Das Portal "FragDenStaat" hat zwischenzeitlich auch die Messenger-Kommunikation des BMBF im besagten Zeitraum 7. Mai bis 24. Juni nachgefordert und am 27. Juni Widerspruch gegen die bereits zugesandten Unterlagen eingelegt. Unter anderem sei das Schwärzen von Referatsbezeichnungen innerhalb der zur Verfügung gestellten E-Mail-Korrespondenz nicht durch den Schutz personenbezogener Daten zu rechtfertigen. 

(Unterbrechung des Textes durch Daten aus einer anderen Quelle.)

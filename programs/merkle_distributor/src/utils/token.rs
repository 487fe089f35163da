use anchor_lang::prelude::*;
use anchor_spl::token_interface::{close_account, transfer_checked, CloseAccount, TransferChecked};

/// Moves tokens out of a distributor vault, signed by the distributor PDA.
/// Works with both SPL Token and Token 2022.
pub fn transfer_from_vault<'a>(
    distributor: AccountInfo<'a>,
    token_vault: AccountInfo<'a>,
    destination: AccountInfo<'a>,
    mint: AccountInfo<'a>,
    token_program: AccountInfo<'a>,
    amount: u64,
    decimals: u8,
    signer_seeds: &[&[&[u8]]],
) -> Result<()> {
    if amount == 0 {
        return Ok(());
    }

    let cpi_accounts = TransferChecked {
        from: token_vault,
        mint,
        to: destination,
        authority: distributor,
    };

    transfer_checked(
        CpiContext::new_with_signer(token_program, cpi_accounts, signer_seeds),
        amount,
        decimals,
    )
}

/// Closes an emptied distributor vault, rent goes to `destination`
pub fn close_vault<'a>(
    token_vault: AccountInfo<'a>,
    destination: AccountInfo<'a>,
    distributor: AccountInfo<'a>,
    token_program: AccountInfo<'a>,
    signer_seeds: &[&[&[u8]]],
) -> Result<()> {
    let close_accounts = CloseAccount {
        account: token_vault,
        destination,
        authority: distributor,
    };

    close_account(CpiContext::new_with_signer(
        token_program,
        close_accounts,
        signer_seeds,
    ))
}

Dem Eilantrag im Namen des "FragdenStaat"-Journalisten Arne Semsrot vom 28. Juni an das Kölner Verwaltungsgericht zur "Sicherung von Nachrichten über den Messenger-Dienst Wire im Zusammenhang mit einem Protestbrief von etwa 100 Lehrenden" wurde am 3. Juli stattgegeben. Im sogenannten Hängebeschluss des Kölner Gerichts heißt es dazu: "Der Antragsgegnerin wird bis zur Entscheidung des Gerichts in dem Eilverfahren 13 L 1211/24 aufgegeben, es sicherzustellen, dass Nachrichten über den Messengerdienst 'Wire (Bund)', die die Bundesministerin, ihr persönlicher Stab, die Staatssekretäre und Staatssekretärinnen sowie der weitere Leitungsstab im Zeitraum vom 7. Mai 2024 bis zum 24. Juni 2024 in Bezug auf den Protestbrief von etwa 100 Lehrenden gegen die polizeiliche Räumung einer propalästinensischen Demonstration an der Freien Universität Berlin gesendet und empfangen haben, nicht gelöscht werden". 

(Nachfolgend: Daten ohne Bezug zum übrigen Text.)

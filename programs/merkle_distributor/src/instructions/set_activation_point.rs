use anchor_lang::prelude::*;
use crate::state::*;
use crate::error::*;
use crate::event::*;

/**
 * Account context for setting the activation point
 *
 * Access Control: Only the admin can move the activation point
 *
 * Business Logic:
 * - The point is a slot or a timestamp depending on the distributor activation type
 * - It cannot be set more than 90 days (or the slot equivalent) ahead of now
 */
#[event_cpi]
#[derive(Accounts)]
pub struct SetActivationPoint<'info> {
    /// The distributor account to update
    #[account(mut, has_one = admin @ DistributorError::Unauthorized)]
    pub distributor: Account<'info, MerkleDistributor>,

    /// Admin of the distributor
    pub admin: Signer<'info>,
}

pub fn handle_set_activation_point(
    ctx: Context<SetActivationPoint>,
    activation_point: u64,
) -> Result<()> {
    let distributor = &mut ctx.accounts.distributor;

    let clock = Clock::get()?;
    let current_point = distributor.current_point(clock.slot, clock.unix_timestamp)?;
    distributor.set_activation_point(activation_point, current_point)?;

    msg!("Activation point set to {}", activation_point);

    emit_cpi!(ActivationPointSet {
        distributor: distributor.key(),
        activation_point,
    });

    Ok(())
}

Das heiße laut "FragdenStaat", dass das Bildungsministerium die angefragten Wire-Nachrichten mindestens bis zum Abschluss des einstweiligen Rechtsschutzverfahrens nicht löschen dürfe. 

Stark-Watzinger schlägt neuen Staatssekretär im BMBF vor 

Wie am 1.7. bekannt gegeben wurde, wird die Bundesministerin den Ministerialdirektor Dr. Roland Philippi zur Ernennung zum Staatssekretär im BMBF vorschlagen. Dazu erklärt die Bundesministerin für Bildung und Forschung Bettina Stark-Watzinger, er verfüge über langjährige Verwaltungserfahrung auf Bundes- und Landesebene sowie breite bildungs-, wissenschafts- und forschungspolitische Expertise. Aufgrund seiner bisherigen Tätigkeit als Leiter der Grundsatzabteilung habe er hervorragende Kenntnisse in sämtlichen Themenfeldern des Ressorts und könne seine neue Funktion verzugslos übernehmen. "Zudem kam ihm eine wesentliche Rolle bei der Entwicklung der Zukunftsstrategie Forschung und Innovation der Bundesregierung sowie bei der Konzeption der Deutschen Agentur für Transfer und Innovation (DATI) zu. Mit Dr. Philippi wird diese für die Bildungs- und Forschungspolitik in Deutschland zentrale Stelle hochqualifiziert und zügig besetzt", ergänzte Stark-Watzinger.

 

Dieser Artikel wurde am 4.7. um 11:35 Uhr zum zweiten Mal aktualisiert (Hängebeschluss Kölner Verwaltungsgericht). Erste Ergänzungen wurden am 1.7. durchgeführt (neue Erkenntnisse Gegenwehr Wissenschaft und Vorschlag für Staatsminister). Die Erstveröffentlichung war am 27.6.